« On ne conteste pas pour le plaisir de contester ! On a obtenu des engagements, alors on lève le préavis. On préfère poursuivre la mobilisation dans la négociation – pour le moment, en tout cas ».
Changement de stratégie à l’Isni (Intersyndicat national des internes en médecine). Dans la nuit de lundi à mardi, Mélanie Marquet, sa présidente, a pris sa plume pour s’adresser à la ministre de la Santé et lui annoncer la levée du préavis de grève, qui courait depuis plusieurs semaines.
« Lobbying parlementaire »
C’est le Figaro qui a révélé l’information. Contactée par Pourquoidocteur, la jeune femme confirme avoir pris compte des gestes du gouvernement à l’égard des internes. Elle dénonce également « la récupération politique du mouvement, en pleine période électorale ». « Dans le contexte d’entre-deux tours, il nous a semblé que la grève n’était pas le moyen le plus pertinent de faire entendre nos revendications ».
En pleine période de « lobbying parlementaire », l’Isni a réussi à faire amender plusieurs articles particulièrement décriés par les internes. Ainsi, la création du statut de Praticien Hospitalier (PH) remplaçant devrait être assortie de garanties « afin d’éviter de précariser les débuts de carrière hospitalière », précise Mélanie Marquet. L’article 38, portant sur l’organisation des soins par les ARS, a lui aussi été réécrit « afin que les collectivités territoriales ne puissent pas à elles seules gérer la formation des internes en fonction des offres de stage ».
Rassurés sur le tiers payant
Un autre point de tension a été évacué, concernant le service public hospitalier (article 26 du projet de loi). Les internes craignaient une restructuration de l’offre, notamment dans le privé, « ce qui nous aurait pénalisés en termes de débouchés professionnels ». Au final, « l’offre ne sera pas restructurée », affirme Mélanie Marquet.
Enfin, l’Isni a pris note des amendements liés à la généralisation du tiers payant, et s’est montré favorable à la direction prise par les débats parlementaires, « même si nous regrettons son caractère obligatoire ». « Ce sera l’Assurance Maladie qui pilotera la généralisation, et non pas les mutuelles, comme nous le craignions ».
Pour calmer les esprits échauffés, Marisol Touraine a également sorti le carnet de chèques. Les assistants qui exercent en temps plein à l'hôpital se verront verser une prime mensuelle de 243 euros bruts (puis 487 euros en novembre 2017), afin de les aligner sur d'autres statuts. « Il s’agissait d’aligner la rémunération des assistants sur celle des chefs de clinique, puisqu’ils font le même travail », précise Mélanie Marquet.
Refus d’une « contestation systématique »

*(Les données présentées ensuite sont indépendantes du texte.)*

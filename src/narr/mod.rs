//! Narrative extraction: text cleaning, TF-IDF vectors, density clustering,
//! clustering quality and per-cluster summaries.

pub mod cluster;
pub mod error;
pub mod keywords;
pub mod model;
pub mod narrative;
pub mod optimize;
pub mod pipeline;
pub mod quality;
pub mod sink;
pub mod stopwords;
pub mod text;
pub mod vectorizer;

pub use cluster::{Backend, Clusterer, DbscanClusterer, HdbscanClusterer, HdbscanParams};
pub use model::{ClusterLabel, ClusteringOutcome, FeatureVectors, Narrative, NewsItem};
pub use narrative::NarrativeBuilder;
pub use pipeline::{AnalysisReport, Pipeline};
pub use quality::{QualityEvaluator, QualityReport};
use linfa::prelude::*;
use linfa_clustering::Dbscan;
use tracing::debug;

use super::{
    Clusterer, PreparedMatrix,
    params::{ClusterSize, DbscanEpsilon, DistanceMetric},
};
use crate::narr::{
    error::ClusterError,
    model::{ClusterAssignment, ClusterLabel, ClusteringOutcome, FeatureVectors},
};

/// Fixed-radius DBSCAN from `linfa-clustering`.
/// See: https://rust-ml.github.io/book/4_dbscan.html
#[derive(Debug, Clone, Copy)]
pub struct DbscanClusterer {
    min_points: ClusterSize,
    tolerance: DbscanEpsilon,
    metric: DistanceMetric,
}

impl DbscanClusterer {
    /// linfa's DBSCAN only knows euclidean distance, so cosine is handled by
    /// normalizing rows first and manhattan is rejected.
    pub fn new(
        min_points: ClusterSize,
        tolerance: DbscanEpsilon,
        metric: DistanceMetric,
    ) -> Result<Self, ClusterError> {
        if metric == DistanceMetric::Manhattan {
            return Err(ClusterError::UnsupportedMetric {
                backend: "dbscan",
                metric,
            });
        }
        Ok(Self {
            min_points,
            tolerance,
            metric,
        })
    }
}

impl Clusterer for DbscanClusterer {
    fn name(&self) -> &'static str {
        "dbscan"
    }

    fn cluster(&self, vectors: &FeatureVectors) -> Result<ClusteringOutcome, ClusterError> {
        let prepared = PreparedMatrix::new(vectors, self.metric)?;
        if prepared.len() < *self.min_points {
            return Ok(prepared.all_noise());
        }

        let cluster_assignments = Dbscan::params(self.min_points.into())
            .tolerance(self.tolerance.into())
            .transform(&prepared.data)
            .map_err(|e| ClusterError::failure(format!("dbscan: {}", e)))?;

        let labels = cluster_assignments
            .iter()
            .map(|assignment| match assignment {
                Some(id) => i32::try_from(*id)
                    .map(ClusterLabel::from)
                    .map_err(|e| ClusterError::failure(e.to_string())),
                None => Ok(ClusterLabel::NOISE),
            })
            .collect::<Result<ClusterAssignment, ClusterError>>()?;

        let outcome = ClusteringOutcome::from_labels(prepared.restore(labels));
        debug!(
            clusters = outcome.n_clusters,
            noise = outcome.n_noise,
            "dbscan finished"
        );
        Ok(outcome)
    }
}

#[cfg(test)]
mod tests {
    use super::*;

    fn squares() -> FeatureVectors {
        vec![
            vec![0.0, 0.0],
            vec![0.1, 0.0],
            vec![0.0, 0.1],
            vec![0.1, 0.1],
            vec![10.0, 10.0],
            vec![10.1, 10.0],
            vec![10.0, 10.1],
            vec![10.1, 10.1],
            vec![50.0, -50.0],
        ]
        .into()
    }

    #[test]
    fn test_dbscan_backend() {
        let clusterer = DbscanClusterer::new(
            ClusterSize::MIN,
            DbscanEpsilon::try_new(0.5).unwrap(),
            DistanceMetric::Euclidean,
        )
        .unwrap();
        let outcome = clusterer.cluster(&squares()).unwrap();
        assert_eq!(outcome.n_clusters, 2);
        assert_eq!(outcome.n_noise, 1);
        assert!(outcome.labels[8].is_noise());
        assert_eq!(outcome.labels[0], outcome.labels[3]);
        assert_ne!(outcome.labels[0], outcome.labels[4]);
    }

    #[test]
    fn test_dbscan_leaves_zero_vectors_as_noise() {
        let mut rows = vec![vec![1.0, 0.0]; 3];
        rows.extend(vec![vec![0.0, 1.0]; 3]);
        rows.extend(vec![vec![0.0, 0.0]; 3]);
        let clusterer = DbscanClusterer::new(
            ClusterSize::MIN,
            DbscanEpsilon::try_new(0.5).unwrap(),
            DistanceMetric::Cosine,
        )
        .unwrap();
        let outcome = clusterer.cluster(&rows.into()).unwrap();
        assert_eq!(outcome.n_clusters, 2);
        assert_eq!(outcome.n_noise, 3);
        assert!(outcome.labels[6..].iter().all(ClusterLabel::is_noise));
    }

    #[test]
    fn test_dbscan_rejects_manhattan() {
        let err = DbscanClusterer::new(
            ClusterSize::MIN,
            DbscanEpsilon::default(),
            DistanceMetric::Manhattan,
        )
        .unwrap_err();
        assert!(matches!(err, ClusterError::UnsupportedMetric { .. }));
        assert!(err.to_string().contains("manhattan"));
    }
}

La réforme du troisième cycle des études de médecine a été reportée et sera débattue lors de la Conférence Nationale de Santé. « Ce ne doit pas être une conférence pour nous endormir. Si les promesses du gouvernement restent lettre morte, nous reprendrons la contestation ».
Quant à suggérer, comme le fait Le Figaro, que Marisol Touraine a réussi à fissurer le front commun des médecins… « En réalité, nous nous sommes mobilisés ensemble, mais nous ne portons pas tous les mêmes revendications, précise Mélanie Marquet. Nous n’exigeons pas le retrait pur et simple du projet de loi. Notre stratégie consiste à maintenir le dialogue pour faire entendre notre voix. Marisol Touraine a semblé nous écouter, nous voulons montrer que notre contestation n’est pas fondée sur le rejet systématique ».